A decade ago, Dr. Kate Heelan and a team of University of Nebraska Kearney (UNK) researchers set out to develop a program aimed at reducing childhood obesity. The director of the university’s Physical Activity and Wellness Lab, Heelan launched Building Healthy Families, a 12-week program to help families of children aged 6-12 make better food choices, boost physical activity and correct unhealthy behaviors that have become all-too prevalent as obesity rates have surged in recent decades.
 
The program that debuted in 2009 was so successful that the U.S. Centers for Disease Control and Prevention in 2019 awarded Heelan and Dr. Jennie Hill (University of Nebraska Medical Center – UNMC) a $2.5 million grant to expand Building Healthy Families to rural communities across the state and region.
 
But the success of Building Healthy Families brought about a new challenge:  How to make the program taught in a live environment more accessible online?
 
The answer was a collaboration with Trifoia, to convert the entire 12-week Building Healthy Families curriculum into a digital training solution.  

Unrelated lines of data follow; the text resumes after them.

use std::error::Error;
use std::fmt;
use std::time::Duration;

use pixels::{Pixels, SurfaceTexture};
use winit::dpi::PhysicalSize;
use winit::error::{EventLoopError, OsError};
use winit::event::{ElementState, Event, MouseButton, WindowEvent};
use winit::event_loop::EventLoop;
use winit::platform::pump_events::{EventLoopExtPumpEvents, PumpStatus};
use winit::window::{Window, WindowBuilder};

use crate::adapters::pixel_format::copy_argb_to_rgba;
use crate::controllers::explorer::events::{PointerButton, ViewerEvent};
use crate::controllers::explorer::ports::surface::PresentationSurface;
use crate::core::data::frame_buffer::FrameBuffer;
use crate::core::data::resolution::Resolution;

const WINDOW_TITLE: &str = "Mandelbrot Fractal";

#[derive(Debug)]
pub enum PixelsSurfaceError {
    EventLoop(EventLoopError),
    Window(OsError),
    Pixels(pixels::Error),
}

impl fmt::Display for PixelsSurfaceError {
    fn fmt(&self, f: &mut fmt::Formatter<'_>) -> fmt::Result {
        match self {
            Self::EventLoop(err) => write!(f, "event loop error: {}", err),
            Self::Window(err) => write!(f, "window error: {}", err),
            Self::Pixels(err) => write!(f, "pixels error: {}", err),
        }
    }
}

impl Error for PixelsSurfaceError {
    fn source(&self) -> Option<&(dyn Error + 'static)> {
        match self {
            Self::EventLoop(err) => Some(err),
            Self::Window(err) => Some(err),
            Self::Pixels(err) => Some(err),
        }
    }
}

impl From<EventLoopError> for PixelsSurfaceError {
    fn from(err: EventLoopError) -> Self {
        Self::EventLoop(err)
    }
}

impl From<OsError> for PixelsSurfaceError {
    fn from(err: OsError) -> Self {
        Self::Window(err)
    }
}

impl From<pixels::Error> for PixelsSurfaceError {
    fn from(err: pixels::Error) -> Self {
        Self::Pixels(err)
    }
}

fn pointer_button(button: MouseButton) -> PointerButton {
    match button {
        MouseButton::Left => PointerButton::Primary,
        MouseButton::Right => PointerButton::Secondary,
        _ => PointerButton::Other,
    }
}

/// A fixed-size window showing one frame pixel per framebuffer pixel.
///
/// The event loop is pumped from [`PresentationSurface::poll_events`], so
/// window events are only drained between compute cycles.
pub struct PixelsSurface {
    event_loop: EventLoop<()>,
    window: &'static Window,
    pixels: Pixels<'static>,
    cursor: Option<(f32, f32)>,
}

impl PixelsSurface {
    pub fn new(resolution: Resolution) -> Result<Self, PixelsSurfaceError> {
        let size = resolution.size();
        let event_loop = EventLoop::new()?;

        // Leak the window to get a 'static reference for pixels
        let window: &'static Window = Box::leak(Box::new(
            WindowBuilder::new()
                .with_title(WINDOW_TITLE)
                .with_inner_size(PhysicalSize::new(size, size))
                .with_resizable(false)
                .build(&event_loop)?,
        ));

        let window_size = window.inner_size();
        let surface_texture = SurfaceTexture::new(window_size.width, window_size.height, window);
        let pixels = Pixels::new(size, size, surface_texture)?;

        Ok(Self {
            event_loop,
            window,
            pixels,
            cursor: None,
        })
    }
}

impl PresentationSurface for PixelsSurface {
    type Error = PixelsSurfaceError;

    fn present(&mut self, frame: &FrameBuffer) -> Result<(), Self::Error> {
        copy_argb_to_rgba(frame.as_slice(), self.pixels.frame_mut());
        self.pixels.render()?;
        self.window.request_redraw();
        Ok(())
    }

    fn poll_events(&mut self) -> Vec<ViewerEvent> {
        let Self {
            event_loop,
            window,
            pixels,
            cursor,
        } = self;
        let mut events = Vec::new();

        let status = event_loop.pump_events(Some(Duration::ZERO), |event, _elwt| {
            let Event::WindowEvent {
                event,
                window_id,
            } = event
            else {
                return;
            };

            if window_id != window.id() {
                return;
            }

            match event {
                WindowEvent::CloseRequested => events.push(ViewerEvent::Quit),
                WindowEvent::CursorMoved { position, .. } => {
                    *cursor = Some((position.x as f32, position.y as f32));
                }
                WindowEvent::CursorLeft { .. } => *cursor = None,
                WindowEvent::MouseInput {
                    state: ElementState::Pressed,
                    button,
                    ..
                } => {
                    let Some(position) = *cursor else {
                        return;
                    };

                    // clicks on letterboxing outside the framebuffer are dropped
                    if let Ok((x, y)) = pixels.window_pos_to_pixel(position) {
                        events.push(ViewerEvent::PointerClick {
                            x: x as i32,
                            y: y as i32,
                            button: pointer_button(button),
                        });
                    }
                }
                WindowEvent::RedrawRequested => {
                    if let Err(err) = pixels.render() {
                        eprintln!("Render error: {err}");
                        events.push(ViewerEvent::Quit);
                    }
                }
                _ => {}
            }
        });

        if let PumpStatus::Exit(_) = status {
            events.push(ViewerEvent::Quit);
        }

        events
    }
}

“The materials had been developed and used by the research team for many years,” Heelan said. “However, we had not yet attempted to compile these materials into a formal online format.”
 
The work included adapting the program’s key behavioral insights, diet and activity modifications into an eLearning course with scalable training components, complete with videos, animation, knowledge tests and interactive multimedia platforms.
 
Their goal all along was to build a digital platform that could be easily accessible outside of a university setting, particularly in rural communities, where a lack of access to healthcare services can be a barrier to a healthy lifestyle. But any organization working on the project would need to have the expertise to deliver a secure data platform that could be updated and modified so the UNK/UNMC team could track data from multiple users efficiently.
Web portal allows program facilitators to access materials and track family progress.
 
“We knew that Trifoia had experience in packaging behavioral interventions and working to ensure program integrity and data that could be tracked,” Hill said.
 
Trifoia’s production team started with a review of the Building Healthy Families materials, to convert printed literature about lifestyle modification, weight loss, stimulus control and goal setting into scripts for a digital solution that was intuitive enough for instructors outside the university to administer.
 
Trifoia’s team then worked with Heelan’s research team to transform the program. Through Trifoia’s digital solution, families enrolled in the program get together once a week with a trainer in their community, who tracks their progress and provides diet, exercise and other instruction. These trainers, from community-based organizations including schools, health care clinics and parks and recreation departments, have access to the Building Healthy Families website and all of the digital material. This enables trainers to devise a custom lesson plan with knowledge tests customized to the user. The platform is HIPAA compliant, to ensure adequate data collection for the trainer, and privacy for the user.
 
Trifoia’s support has resulted in a user-friendly online version of Building Healthy Families, which can be taught outside of a university setting.
 
“Trifoia has a lot of experience building multimedia platforms and could help us envision an end product. An important aspect of our project is to reach into rural communities, which may experience a range of issues related to an online platform—including lack of broadband or intermittent services,” Hill said.
 
Digital accessibility is crucial to Trifoia’s mission. And particularly in rural areas where access to high-speed internet is sporadic, digital solutions providers need to build platforms with these end users in mind.
 
“Trifoia has designed for this audience and was flexible in thinking about how products needed to load, and simple things like downloadable PDFs, so if connectivity is a problem, our coordinators could still use the materials,” Heelan said. “These are important issues that we could run into while working in these rural communities. Trifoia’s team also understands what key features are needed to help make our website useful and usable.”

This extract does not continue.